■ **Data shown**
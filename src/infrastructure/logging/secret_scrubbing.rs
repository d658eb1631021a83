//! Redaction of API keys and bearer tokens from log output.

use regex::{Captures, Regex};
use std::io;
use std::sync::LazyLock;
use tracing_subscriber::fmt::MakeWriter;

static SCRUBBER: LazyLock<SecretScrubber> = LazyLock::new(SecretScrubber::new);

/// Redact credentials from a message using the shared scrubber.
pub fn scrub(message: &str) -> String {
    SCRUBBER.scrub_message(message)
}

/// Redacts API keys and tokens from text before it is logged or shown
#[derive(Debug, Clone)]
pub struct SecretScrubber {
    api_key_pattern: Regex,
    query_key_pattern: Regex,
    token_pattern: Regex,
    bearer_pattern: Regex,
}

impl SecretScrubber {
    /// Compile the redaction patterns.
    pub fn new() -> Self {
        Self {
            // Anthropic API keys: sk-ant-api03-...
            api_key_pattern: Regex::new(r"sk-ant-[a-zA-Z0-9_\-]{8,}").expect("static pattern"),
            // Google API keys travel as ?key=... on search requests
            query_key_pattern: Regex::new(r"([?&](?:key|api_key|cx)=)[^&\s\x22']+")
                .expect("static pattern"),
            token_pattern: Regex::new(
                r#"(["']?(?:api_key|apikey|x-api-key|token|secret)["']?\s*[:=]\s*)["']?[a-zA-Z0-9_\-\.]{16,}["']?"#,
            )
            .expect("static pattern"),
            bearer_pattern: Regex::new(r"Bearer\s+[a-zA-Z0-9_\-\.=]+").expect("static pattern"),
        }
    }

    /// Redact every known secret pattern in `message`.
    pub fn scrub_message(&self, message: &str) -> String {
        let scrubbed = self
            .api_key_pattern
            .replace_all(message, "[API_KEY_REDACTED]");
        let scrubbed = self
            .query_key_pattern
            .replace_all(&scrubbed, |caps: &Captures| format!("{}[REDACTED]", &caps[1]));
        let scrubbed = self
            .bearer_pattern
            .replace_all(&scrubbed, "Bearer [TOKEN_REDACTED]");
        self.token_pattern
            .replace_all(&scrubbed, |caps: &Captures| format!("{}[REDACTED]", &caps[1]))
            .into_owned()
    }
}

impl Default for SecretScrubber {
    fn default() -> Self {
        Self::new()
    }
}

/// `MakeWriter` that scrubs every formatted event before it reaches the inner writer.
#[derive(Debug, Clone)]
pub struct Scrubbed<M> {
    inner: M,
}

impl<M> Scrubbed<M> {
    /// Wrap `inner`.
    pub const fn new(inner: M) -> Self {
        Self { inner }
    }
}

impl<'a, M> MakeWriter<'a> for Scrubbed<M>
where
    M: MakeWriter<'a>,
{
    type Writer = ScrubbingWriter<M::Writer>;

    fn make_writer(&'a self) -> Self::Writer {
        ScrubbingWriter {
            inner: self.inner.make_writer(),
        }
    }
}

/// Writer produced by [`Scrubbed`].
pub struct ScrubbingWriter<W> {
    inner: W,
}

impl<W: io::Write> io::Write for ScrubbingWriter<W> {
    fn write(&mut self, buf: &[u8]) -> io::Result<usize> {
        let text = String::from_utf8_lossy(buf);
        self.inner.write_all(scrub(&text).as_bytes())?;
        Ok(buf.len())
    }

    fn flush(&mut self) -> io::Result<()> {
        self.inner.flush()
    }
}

■ **What you will do**
Write out each entry exactly, and omit nothing.

■ **Response area**
filename src/infrastructure/logging/secret_scrubbing.rs
repository d658eb1631021a83
//! Redaction of API keys and bearer tokens from log output.

use regex::{Captures, Regex};
use std::io;
use std::sync::LazyLock;
use tracing_subscriber::fmt::MakeWriter;

static SCRUBBER: LazyLock<SecretScrubber> = LazyLock::new(SecretScrubber::new);

/// Redact credentials from a message using the shared scrubber.
pub fn scrub(message: &str) -> String {
    SCRUBBER.scrub_message(message)
}

/// Redacts API keys and tokens from text before it is logged or shown
#[derive(Debug, Clone)]
pub struct SecretScrubber {
    api_key_pattern: Regex,
    query_key_pattern: Regex,
    token_pattern: Regex,
    bearer_pattern: Regex,
}

impl SecretScrubber {
    /// Compile the redaction patterns.
    pub fn new() -> Self {
        Self {
            // Anthropic API keys: sk-ant-api03-...
            api_key_pattern: Regex::new(r"sk-ant-[a-zA-Z0-9_\-]{8,}").expect("static pattern"),
            // Google API keys travel as ?key=... on search requests
            query_key_pattern: Regex::new(r"([?&](?:key|api_key|cx)=)[^&\s\x22']+")
                .expect("static pattern"),
            token_pattern: Regex::new(
                r#"(["']?(?:api_key|apikey|x-api-key|token|secret)["']?\s*[:=]\s*)["']?[a-zA-Z0-9_\-\.]{16,}["']?"#,
            )
            .expect("static pattern"),
            bearer_pattern: Regex::new(r"Bearer\s+[a-zA-Z0-9_\-\.=]+").expect("static pattern"),
        }
    }

    /// Redact every known secret pattern in `message`.
    pub fn scrub_message(&self, message: &str) -> String {
        let scrubbed = self
            .api_key_pattern
            .replace_all(message, "[API_KEY_REDACTED]");
        let scrubbed = self
            .query_key_pattern
            .replace_all(&scrubbed, |caps: &Captures| format!("{}[REDACTED]", &caps[1]));
        let scrubbed = self
            .bearer_pattern
            .replace_all(&scrubbed, "Bearer [TOKEN_REDACTED]");
        self.token_pattern
            .replace_all(&scrubbed, |caps: &Captures| format!("{}[REDACTED]", &caps[1]))
            .into_owned()
    }
}

impl Default for SecretScrubber {
    fn default() -> Self {
        Self::new()
    }
}

/// `MakeWriter` that scrubs every formatted event before it reaches the inner writer.
#[derive(Debug, Clone)]
pub struct Scrubbed<M> {
    inner: M,
}

impl<M> Scrubbed<M> {
    /// Wrap `inner`.
    pub const fn new(inner: M) -> Self {
        Self { inner }
    }
}

impl<'a, M> MakeWriter<'a> for Scrubbed<M>
where
    M: MakeWriter<'a>,
{
    type Writer = ScrubbingWriter<M::Writer>;

    fn make_writer(&'a self) -> Self::Writer {
        ScrubbingWriter {
            inner: self.inner.make_writer(),
        }
    }
}

/// Writer produced by [`Scrubbed`].
pub struct ScrubbingWriter<W> {
    inner: W,
}

impl<W: io::Write> io::Write for ScrubbingWriter<W> {
    fn write(&mut self, buf: &[u8]) -> io::Result<usize> {
        let text = String::from_utf8_lossy(buf);
        self.inner.write_all(scrub(&text).as_bytes())?;
        Ok(buf.len())
    }

    fn flush(&mut self) -> io::Result<()> {
        self.inner.flush()
    }
}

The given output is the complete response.